▶ _Problem description_
Your task is to copy every line of the records below that contains "BufferDesc".

▶ _Dataset excerpts_

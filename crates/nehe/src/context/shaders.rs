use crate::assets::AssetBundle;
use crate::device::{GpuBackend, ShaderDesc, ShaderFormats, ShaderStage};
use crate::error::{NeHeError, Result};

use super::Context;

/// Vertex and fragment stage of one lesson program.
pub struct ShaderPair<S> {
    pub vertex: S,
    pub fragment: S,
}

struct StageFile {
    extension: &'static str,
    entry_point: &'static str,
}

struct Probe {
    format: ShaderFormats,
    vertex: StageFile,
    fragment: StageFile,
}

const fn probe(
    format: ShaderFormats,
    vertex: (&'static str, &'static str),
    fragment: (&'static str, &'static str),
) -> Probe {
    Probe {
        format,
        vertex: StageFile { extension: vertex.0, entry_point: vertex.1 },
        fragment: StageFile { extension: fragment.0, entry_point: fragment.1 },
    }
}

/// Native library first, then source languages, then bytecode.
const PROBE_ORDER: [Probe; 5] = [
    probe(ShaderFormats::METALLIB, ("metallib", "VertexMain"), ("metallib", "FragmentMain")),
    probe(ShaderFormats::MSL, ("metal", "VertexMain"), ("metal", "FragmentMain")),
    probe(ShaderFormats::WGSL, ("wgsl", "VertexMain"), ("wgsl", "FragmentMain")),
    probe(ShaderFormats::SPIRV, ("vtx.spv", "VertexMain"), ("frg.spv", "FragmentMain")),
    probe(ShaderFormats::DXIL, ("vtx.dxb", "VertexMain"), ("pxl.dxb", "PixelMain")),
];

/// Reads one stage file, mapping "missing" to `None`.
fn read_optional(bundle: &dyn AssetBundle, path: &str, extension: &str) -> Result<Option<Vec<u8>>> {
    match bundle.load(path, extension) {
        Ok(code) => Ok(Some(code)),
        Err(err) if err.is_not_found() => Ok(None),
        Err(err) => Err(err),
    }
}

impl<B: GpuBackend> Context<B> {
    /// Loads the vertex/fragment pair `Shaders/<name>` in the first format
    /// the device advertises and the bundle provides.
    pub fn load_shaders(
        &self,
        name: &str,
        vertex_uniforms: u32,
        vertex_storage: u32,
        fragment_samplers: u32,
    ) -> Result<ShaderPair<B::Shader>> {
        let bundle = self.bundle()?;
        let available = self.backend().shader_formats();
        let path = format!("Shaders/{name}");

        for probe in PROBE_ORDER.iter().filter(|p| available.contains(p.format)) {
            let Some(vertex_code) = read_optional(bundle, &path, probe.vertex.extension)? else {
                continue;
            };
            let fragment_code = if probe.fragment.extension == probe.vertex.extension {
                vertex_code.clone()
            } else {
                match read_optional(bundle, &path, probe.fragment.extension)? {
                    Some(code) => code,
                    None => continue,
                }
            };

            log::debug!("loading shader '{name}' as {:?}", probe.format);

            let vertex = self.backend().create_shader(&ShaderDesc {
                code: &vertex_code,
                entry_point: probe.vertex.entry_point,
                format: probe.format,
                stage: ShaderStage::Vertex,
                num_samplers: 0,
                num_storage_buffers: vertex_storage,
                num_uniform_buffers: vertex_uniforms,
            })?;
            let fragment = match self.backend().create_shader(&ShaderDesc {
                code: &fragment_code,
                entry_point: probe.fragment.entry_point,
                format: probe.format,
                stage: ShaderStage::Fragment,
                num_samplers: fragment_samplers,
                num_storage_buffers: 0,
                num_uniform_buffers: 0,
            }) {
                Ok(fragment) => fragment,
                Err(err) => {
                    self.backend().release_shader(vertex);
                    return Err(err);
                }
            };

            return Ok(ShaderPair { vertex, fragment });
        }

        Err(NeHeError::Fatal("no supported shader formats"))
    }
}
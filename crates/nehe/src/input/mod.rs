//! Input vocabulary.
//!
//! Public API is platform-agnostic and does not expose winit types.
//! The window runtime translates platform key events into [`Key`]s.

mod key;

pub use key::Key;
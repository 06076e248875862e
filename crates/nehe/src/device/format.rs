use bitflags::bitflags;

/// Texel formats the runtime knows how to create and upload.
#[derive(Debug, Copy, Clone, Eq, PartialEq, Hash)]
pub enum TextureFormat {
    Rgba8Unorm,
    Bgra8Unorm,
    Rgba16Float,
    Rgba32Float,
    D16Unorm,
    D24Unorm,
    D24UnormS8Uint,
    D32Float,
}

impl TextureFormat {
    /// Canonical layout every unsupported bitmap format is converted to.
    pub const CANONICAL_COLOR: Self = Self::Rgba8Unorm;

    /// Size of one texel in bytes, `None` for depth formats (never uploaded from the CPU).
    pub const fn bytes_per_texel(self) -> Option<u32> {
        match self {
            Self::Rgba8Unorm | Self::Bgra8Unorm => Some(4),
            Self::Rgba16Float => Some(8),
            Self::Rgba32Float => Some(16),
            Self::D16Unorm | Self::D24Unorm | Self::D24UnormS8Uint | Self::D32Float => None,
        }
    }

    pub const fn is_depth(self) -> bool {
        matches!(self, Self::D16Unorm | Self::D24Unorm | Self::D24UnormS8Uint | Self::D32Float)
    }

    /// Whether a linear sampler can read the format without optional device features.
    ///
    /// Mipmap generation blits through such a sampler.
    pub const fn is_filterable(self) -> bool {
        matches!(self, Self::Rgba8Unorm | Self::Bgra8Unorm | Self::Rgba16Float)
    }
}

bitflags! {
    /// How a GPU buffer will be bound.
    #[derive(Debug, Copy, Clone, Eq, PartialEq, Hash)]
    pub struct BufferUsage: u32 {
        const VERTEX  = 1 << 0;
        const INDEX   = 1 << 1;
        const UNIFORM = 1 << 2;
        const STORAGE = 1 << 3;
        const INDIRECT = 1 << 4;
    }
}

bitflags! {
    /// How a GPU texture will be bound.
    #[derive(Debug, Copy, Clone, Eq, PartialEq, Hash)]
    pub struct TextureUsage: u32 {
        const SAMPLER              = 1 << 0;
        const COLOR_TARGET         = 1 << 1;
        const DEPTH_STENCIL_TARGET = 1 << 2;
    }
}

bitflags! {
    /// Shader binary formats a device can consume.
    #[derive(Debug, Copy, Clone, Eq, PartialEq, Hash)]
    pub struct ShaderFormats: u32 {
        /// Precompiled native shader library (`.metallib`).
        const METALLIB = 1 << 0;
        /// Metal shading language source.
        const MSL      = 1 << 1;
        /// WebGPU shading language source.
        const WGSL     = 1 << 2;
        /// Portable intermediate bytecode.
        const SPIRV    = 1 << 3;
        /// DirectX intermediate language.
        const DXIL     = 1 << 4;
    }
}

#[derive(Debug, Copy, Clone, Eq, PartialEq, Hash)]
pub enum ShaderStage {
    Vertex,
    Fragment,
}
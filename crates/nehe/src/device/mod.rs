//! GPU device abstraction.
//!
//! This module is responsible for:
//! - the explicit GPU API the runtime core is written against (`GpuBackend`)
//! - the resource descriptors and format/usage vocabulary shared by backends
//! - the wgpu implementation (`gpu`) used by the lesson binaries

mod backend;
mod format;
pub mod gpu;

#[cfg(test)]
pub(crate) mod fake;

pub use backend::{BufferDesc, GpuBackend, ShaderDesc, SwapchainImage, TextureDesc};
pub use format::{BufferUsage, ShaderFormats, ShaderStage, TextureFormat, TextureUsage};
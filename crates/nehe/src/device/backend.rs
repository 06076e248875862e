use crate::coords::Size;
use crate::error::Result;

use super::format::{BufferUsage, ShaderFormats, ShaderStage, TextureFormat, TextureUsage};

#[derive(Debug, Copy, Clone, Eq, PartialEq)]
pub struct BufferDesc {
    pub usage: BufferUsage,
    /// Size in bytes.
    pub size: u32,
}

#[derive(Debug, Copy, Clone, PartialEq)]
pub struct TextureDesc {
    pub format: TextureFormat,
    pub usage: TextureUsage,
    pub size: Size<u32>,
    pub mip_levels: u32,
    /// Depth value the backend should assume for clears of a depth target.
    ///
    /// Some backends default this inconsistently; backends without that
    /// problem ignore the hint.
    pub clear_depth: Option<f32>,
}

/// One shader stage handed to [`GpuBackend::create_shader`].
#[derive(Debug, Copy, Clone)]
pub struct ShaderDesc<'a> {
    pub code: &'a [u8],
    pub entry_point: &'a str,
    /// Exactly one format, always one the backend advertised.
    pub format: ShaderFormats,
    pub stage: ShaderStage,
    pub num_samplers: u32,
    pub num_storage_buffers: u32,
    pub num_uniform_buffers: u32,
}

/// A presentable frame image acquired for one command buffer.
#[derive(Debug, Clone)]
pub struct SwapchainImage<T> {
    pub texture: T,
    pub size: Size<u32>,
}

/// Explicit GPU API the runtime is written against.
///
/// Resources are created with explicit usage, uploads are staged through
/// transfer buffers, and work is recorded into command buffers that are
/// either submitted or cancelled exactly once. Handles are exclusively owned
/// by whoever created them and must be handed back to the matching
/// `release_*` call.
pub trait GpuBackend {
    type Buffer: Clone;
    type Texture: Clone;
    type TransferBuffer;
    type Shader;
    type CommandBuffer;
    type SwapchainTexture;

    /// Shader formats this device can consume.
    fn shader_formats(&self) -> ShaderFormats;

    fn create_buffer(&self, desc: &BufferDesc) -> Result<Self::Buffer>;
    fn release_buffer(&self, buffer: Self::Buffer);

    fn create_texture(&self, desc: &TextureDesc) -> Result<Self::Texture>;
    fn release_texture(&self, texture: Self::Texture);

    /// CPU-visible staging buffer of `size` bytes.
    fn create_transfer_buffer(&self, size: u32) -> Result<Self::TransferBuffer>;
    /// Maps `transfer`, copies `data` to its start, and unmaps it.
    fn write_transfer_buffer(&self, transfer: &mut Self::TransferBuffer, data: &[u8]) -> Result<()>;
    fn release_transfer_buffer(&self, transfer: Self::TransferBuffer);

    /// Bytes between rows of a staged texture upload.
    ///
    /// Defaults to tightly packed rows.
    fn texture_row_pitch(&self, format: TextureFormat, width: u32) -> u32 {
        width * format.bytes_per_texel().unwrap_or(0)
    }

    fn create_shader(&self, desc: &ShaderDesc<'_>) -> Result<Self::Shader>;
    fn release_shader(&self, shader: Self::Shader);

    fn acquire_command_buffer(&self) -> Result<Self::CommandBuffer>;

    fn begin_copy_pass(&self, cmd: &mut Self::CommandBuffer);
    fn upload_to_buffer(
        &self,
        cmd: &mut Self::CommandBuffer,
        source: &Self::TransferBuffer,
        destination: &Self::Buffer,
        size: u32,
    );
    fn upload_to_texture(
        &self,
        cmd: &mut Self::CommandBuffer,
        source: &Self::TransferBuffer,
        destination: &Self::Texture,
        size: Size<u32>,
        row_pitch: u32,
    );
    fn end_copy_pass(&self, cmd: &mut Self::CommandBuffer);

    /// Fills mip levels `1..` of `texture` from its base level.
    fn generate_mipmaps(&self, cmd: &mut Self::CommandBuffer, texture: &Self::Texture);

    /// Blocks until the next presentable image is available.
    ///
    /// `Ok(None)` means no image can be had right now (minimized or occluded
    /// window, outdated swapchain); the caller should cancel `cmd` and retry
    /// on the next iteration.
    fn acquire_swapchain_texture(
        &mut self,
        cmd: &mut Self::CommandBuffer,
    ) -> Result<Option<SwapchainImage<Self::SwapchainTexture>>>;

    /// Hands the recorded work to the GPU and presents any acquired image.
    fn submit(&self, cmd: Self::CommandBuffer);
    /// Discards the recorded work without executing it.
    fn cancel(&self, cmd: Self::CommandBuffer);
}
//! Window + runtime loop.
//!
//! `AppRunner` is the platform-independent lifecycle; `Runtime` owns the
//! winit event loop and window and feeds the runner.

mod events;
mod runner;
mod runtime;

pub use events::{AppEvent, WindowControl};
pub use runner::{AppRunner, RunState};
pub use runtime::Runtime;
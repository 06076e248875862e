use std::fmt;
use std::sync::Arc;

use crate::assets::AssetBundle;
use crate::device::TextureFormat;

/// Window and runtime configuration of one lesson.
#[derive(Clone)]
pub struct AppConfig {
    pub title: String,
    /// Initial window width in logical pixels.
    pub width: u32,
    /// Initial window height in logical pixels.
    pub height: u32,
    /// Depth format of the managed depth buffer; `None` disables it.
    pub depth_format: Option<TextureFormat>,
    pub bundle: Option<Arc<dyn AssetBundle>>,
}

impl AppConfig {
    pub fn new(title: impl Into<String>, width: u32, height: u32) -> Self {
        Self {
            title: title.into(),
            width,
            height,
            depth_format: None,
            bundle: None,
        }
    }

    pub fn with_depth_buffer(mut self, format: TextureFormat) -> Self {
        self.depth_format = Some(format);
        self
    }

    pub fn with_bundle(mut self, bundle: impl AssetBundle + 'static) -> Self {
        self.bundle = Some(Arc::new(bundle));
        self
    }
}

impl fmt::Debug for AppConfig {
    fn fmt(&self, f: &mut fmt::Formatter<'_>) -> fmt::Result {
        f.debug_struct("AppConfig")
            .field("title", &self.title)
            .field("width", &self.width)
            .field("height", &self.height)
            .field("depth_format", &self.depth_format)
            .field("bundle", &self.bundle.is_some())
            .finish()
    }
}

▶ _Solution to the exercise_
pub use backend::{BufferDesc, GpuBackend, ShaderDesc, SwapchainImage, TextureDesc};
pub struct BufferDesc {
    fn create_buffer(&self, desc: &BufferDesc) -> Result<Self::Buffer>;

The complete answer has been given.